* [DATA]:

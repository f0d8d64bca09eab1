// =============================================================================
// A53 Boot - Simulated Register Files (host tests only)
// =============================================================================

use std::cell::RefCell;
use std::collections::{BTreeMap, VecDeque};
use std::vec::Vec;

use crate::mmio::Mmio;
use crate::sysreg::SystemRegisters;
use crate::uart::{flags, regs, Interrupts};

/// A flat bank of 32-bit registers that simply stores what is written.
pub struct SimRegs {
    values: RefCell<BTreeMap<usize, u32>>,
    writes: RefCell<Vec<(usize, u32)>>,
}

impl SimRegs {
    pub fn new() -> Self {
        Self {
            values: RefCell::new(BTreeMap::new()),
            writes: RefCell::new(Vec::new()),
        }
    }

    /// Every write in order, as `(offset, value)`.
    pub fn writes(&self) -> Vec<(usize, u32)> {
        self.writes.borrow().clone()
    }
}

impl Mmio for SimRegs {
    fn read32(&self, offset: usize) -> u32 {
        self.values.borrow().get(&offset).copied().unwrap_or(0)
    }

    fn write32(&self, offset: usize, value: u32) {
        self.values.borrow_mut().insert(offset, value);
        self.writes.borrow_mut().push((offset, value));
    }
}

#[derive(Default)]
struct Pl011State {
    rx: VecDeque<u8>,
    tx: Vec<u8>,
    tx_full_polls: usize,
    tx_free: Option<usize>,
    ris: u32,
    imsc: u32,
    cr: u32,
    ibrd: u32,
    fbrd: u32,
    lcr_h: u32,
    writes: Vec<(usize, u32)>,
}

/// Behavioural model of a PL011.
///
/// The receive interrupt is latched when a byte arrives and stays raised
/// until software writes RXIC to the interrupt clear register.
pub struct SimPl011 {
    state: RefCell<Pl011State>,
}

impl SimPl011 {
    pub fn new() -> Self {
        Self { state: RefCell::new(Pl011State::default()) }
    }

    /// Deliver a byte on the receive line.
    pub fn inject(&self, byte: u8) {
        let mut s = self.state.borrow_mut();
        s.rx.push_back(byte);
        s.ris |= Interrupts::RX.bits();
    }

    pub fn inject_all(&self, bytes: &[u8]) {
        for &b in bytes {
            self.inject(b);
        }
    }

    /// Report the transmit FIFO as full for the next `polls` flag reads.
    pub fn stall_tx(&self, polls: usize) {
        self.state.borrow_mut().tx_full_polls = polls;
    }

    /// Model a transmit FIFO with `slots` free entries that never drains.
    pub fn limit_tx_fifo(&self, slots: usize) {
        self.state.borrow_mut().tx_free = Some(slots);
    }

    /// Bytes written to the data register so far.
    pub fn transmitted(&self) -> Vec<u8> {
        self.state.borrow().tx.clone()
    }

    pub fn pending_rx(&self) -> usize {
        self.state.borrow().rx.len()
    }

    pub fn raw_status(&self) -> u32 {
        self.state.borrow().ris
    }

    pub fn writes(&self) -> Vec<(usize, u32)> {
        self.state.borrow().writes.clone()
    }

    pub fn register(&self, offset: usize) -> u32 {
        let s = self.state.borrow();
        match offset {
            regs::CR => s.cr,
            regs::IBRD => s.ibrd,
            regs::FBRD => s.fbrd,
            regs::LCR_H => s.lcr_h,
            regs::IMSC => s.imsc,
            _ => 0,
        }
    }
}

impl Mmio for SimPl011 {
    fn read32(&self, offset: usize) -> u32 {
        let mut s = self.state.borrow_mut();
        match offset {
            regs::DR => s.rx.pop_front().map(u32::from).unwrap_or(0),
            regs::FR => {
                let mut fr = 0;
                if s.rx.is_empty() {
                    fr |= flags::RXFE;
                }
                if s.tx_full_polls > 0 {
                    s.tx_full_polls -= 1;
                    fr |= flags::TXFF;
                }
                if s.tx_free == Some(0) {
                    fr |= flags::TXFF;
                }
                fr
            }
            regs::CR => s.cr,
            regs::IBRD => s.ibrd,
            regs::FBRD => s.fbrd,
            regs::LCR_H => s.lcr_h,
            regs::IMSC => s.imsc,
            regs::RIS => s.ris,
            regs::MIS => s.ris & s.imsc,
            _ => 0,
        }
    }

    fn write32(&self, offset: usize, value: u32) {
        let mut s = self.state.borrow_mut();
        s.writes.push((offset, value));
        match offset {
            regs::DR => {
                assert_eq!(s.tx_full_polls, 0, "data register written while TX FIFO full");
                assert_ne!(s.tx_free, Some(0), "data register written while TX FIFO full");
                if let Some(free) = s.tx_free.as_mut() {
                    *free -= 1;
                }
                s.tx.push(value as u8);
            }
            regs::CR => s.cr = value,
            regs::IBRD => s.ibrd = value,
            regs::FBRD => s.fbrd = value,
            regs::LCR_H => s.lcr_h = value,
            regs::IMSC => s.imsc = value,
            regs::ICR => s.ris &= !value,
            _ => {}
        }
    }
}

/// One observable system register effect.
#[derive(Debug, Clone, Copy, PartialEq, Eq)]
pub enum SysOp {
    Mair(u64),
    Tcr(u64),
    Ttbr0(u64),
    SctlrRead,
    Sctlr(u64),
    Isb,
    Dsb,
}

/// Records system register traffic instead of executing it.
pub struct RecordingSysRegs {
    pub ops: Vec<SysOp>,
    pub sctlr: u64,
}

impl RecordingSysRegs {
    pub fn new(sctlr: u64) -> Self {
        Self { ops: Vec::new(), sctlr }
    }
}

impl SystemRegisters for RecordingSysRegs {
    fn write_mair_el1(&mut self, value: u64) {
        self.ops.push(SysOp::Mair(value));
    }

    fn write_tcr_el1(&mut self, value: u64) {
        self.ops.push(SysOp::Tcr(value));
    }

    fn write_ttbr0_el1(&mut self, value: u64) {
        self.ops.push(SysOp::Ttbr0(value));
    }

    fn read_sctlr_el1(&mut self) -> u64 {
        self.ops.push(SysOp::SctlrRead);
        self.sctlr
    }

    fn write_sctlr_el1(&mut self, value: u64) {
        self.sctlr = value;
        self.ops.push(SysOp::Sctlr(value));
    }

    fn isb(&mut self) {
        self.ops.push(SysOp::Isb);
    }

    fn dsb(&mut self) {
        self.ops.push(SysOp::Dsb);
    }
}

* [INSTRUCTIONS FOR THE TASK]:
Output the full listing exactly as it stands.

* [OUTPUT FOR THIS EXERCISE]:
repository f0d8d64bca09eab1
// =============================================================================
// A53 Boot - Simulated Register Files (host tests only)
// =============================================================================

use std::cell::RefCell;
use std::collections::{BTreeMap, VecDeque};
use std::vec::Vec;

use crate::mmio::Mmio;
use crate::sysreg::SystemRegisters;
use crate::uart::{flags, regs, Interrupts};

/// A flat bank of 32-bit registers that simply stores what is written.
pub struct SimRegs {
    values: RefCell<BTreeMap<usize, u32>>,
    writes: RefCell<Vec<(usize, u32)>>,
}

impl SimRegs {
    pub fn new() -> Self {
        Self {
            values: RefCell::new(BTreeMap::new()),
            writes: RefCell::new(Vec::new()),
        }
    }

    /// Every write in order, as `(offset, value)`.
    pub fn writes(&self) -> Vec<(usize, u32)> {
        self.writes.borrow().clone()
    }
}

impl Mmio for SimRegs {
    fn read32(&self, offset: usize) -> u32 {
        self.values.borrow().get(&offset).copied().unwrap_or(0)
    }

    fn write32(&self, offset: usize, value: u32) {
        self.values.borrow_mut().insert(offset, value);
        self.writes.borrow_mut().push((offset, value));
    }
}

#[derive(Default)]
struct Pl011State {
    rx: VecDeque<u8>,
    tx: Vec<u8>,
    tx_full_polls: usize,
    tx_free: Option<usize>,
    ris: u32,
    imsc: u32,
    cr: u32,
    ibrd: u32,
    fbrd: u32,
    lcr_h: u32,
    writes: Vec<(usize, u32)>,
}

/// Behavioural model of a PL011.
///
/// The receive interrupt is latched when a byte arrives and stays raised
/// until software writes RXIC to the interrupt clear register.
pub struct SimPl011 {
    state: RefCell<Pl011State>,
}

impl SimPl011 {
    pub fn new() -> Self {
        Self { state: RefCell::new(Pl011State::default()) }
    }

    /// Deliver a byte on the receive line.
    pub fn inject(&self, byte: u8) {
        let mut s = self.state.borrow_mut();
        s.rx.push_back(byte);
        s.ris |= Interrupts::RX.bits();
    }

    pub fn inject_all(&self, bytes: &[u8]) {
        for &b in bytes {
            self.inject(b);
        }
    }

    /// Report the transmit FIFO as full for the next `polls` flag reads.
    pub fn stall_tx(&self, polls: usize) {
        self.state.borrow_mut().tx_full_polls = polls;
    }

    /// Model a transmit FIFO with `slots` free entries that never drains.
    pub fn limit_tx_fifo(&self, slots: usize) {
        self.state.borrow_mut().tx_free = Some(slots);
    }

    /// Bytes written to the data register so far.
    pub fn transmitted(&self) -> Vec<u8> {
        self.state.borrow().tx.clone()
    }

    pub fn pending_rx(&self) -> usize {
        self.state.borrow().rx.len()
    }

    pub fn raw_status(&self) -> u32 {
        self.state.borrow().ris
    }

    pub fn writes(&self) -> Vec<(usize, u32)> {
        self.state.borrow().writes.clone()
    }

    pub fn register(&self, offset: usize) -> u32 {
        let s = self.state.borrow();
        match offset {
            regs::CR => s.cr,
            regs::IBRD => s.ibrd,
            regs::FBRD => s.fbrd,
            regs::LCR_H => s.lcr_h,
            regs::IMSC => s.imsc,
            _ => 0,
        }
    }
}

impl Mmio for SimPl011 {
    fn read32(&self, offset: usize) -> u32 {
        let mut s = self.state.borrow_mut();
        match offset {
            regs::DR => s.rx.pop_front().map(u32::from).unwrap_or(0),
            regs::FR => {
                let mut fr = 0;
                if s.rx.is_empty() {
                    fr |= flags::RXFE;
                }
                if s.tx_full_polls > 0 {
                    s.tx_full_polls -= 1;
                    fr |= flags::TXFF;
                }
                if s.tx_free == Some(0) {
                    fr |= flags::TXFF;
                }
                fr
            }
            regs::CR => s.cr,
            regs::IBRD => s.ibrd,
            regs::FBRD => s.fbrd,
            regs::LCR_H => s.lcr_h,
            regs::IMSC => s.imsc,
            regs::RIS => s.ris,
            regs::MIS => s.ris & s.imsc,
            _ => 0,
        }
    }

    fn write32(&self, offset: usize, value: u32) {
        let mut s = self.state.borrow_mut();
        s.writes.push((offset, value));
        match offset {
            regs::DR => {
                assert_eq!(s.tx_full_polls, 0, "data register written while TX FIFO full");
                assert_ne!(s.tx_free, Some(0), "data register written while TX FIFO full");
                if let Some(free) = s.tx_free.as_mut() {
                    *free -= 1;
                }
                s.tx.push(value as u8);
            }
            regs::CR => s.cr = value,
            regs::IBRD => s.ibrd = value,
            regs::FBRD => s.fbrd = value,
            regs::LCR_H => s.lcr_h = value,
            regs::IMSC => s.imsc = value,
            regs::ICR => s.ris &= !value,
            _ => {}
        }
    }
}

/// One observable system register effect.
#[derive(Debug, Clone, Copy, PartialEq, Eq)]
pub enum SysOp {
    Mair(u64),
    Tcr(u64),
    Ttbr0(u64),
    SctlrRead,
    Sctlr(u64),
    Isb,
    Dsb,
}

/// Records system register traffic instead of executing it.
pub struct RecordingSysRegs {
    pub ops: Vec<SysOp>,
    pub sctlr: u64,
}

impl RecordingSysRegs {
    pub fn new(sctlr: u64) -> Self {
        Self { ops: Vec::new(), sctlr }
    }
}

impl SystemRegisters for RecordingSysRegs {
    fn write_mair_el1(&mut self, value: u64) {
        self.ops.push(SysOp::Mair(value));
    }

    fn write_tcr_el1(&mut self, value: u64) {
        self.ops.push(SysOp::Tcr(value));
    }

    fn write_ttbr0_el1(&mut self, value: u64) {
        self.ops.push(SysOp::Ttbr0(value));
    }

    fn read_sctlr_el1(&mut self) -> u64 {
        self.ops.push(SysOp::SctlrRead);
        self.sctlr
    }

    fn write_sctlr_el1(&mut self, value: u64) {
        self.sctlr = value;
        self.ops.push(SysOp::Sctlr(value));
    }

    fn isb(&mut self) {
        self.ops.push(SysOp::Isb);
    }

    fn dsb(&mut self) {
        self.ops.push(SysOp::Dsb);
    }
}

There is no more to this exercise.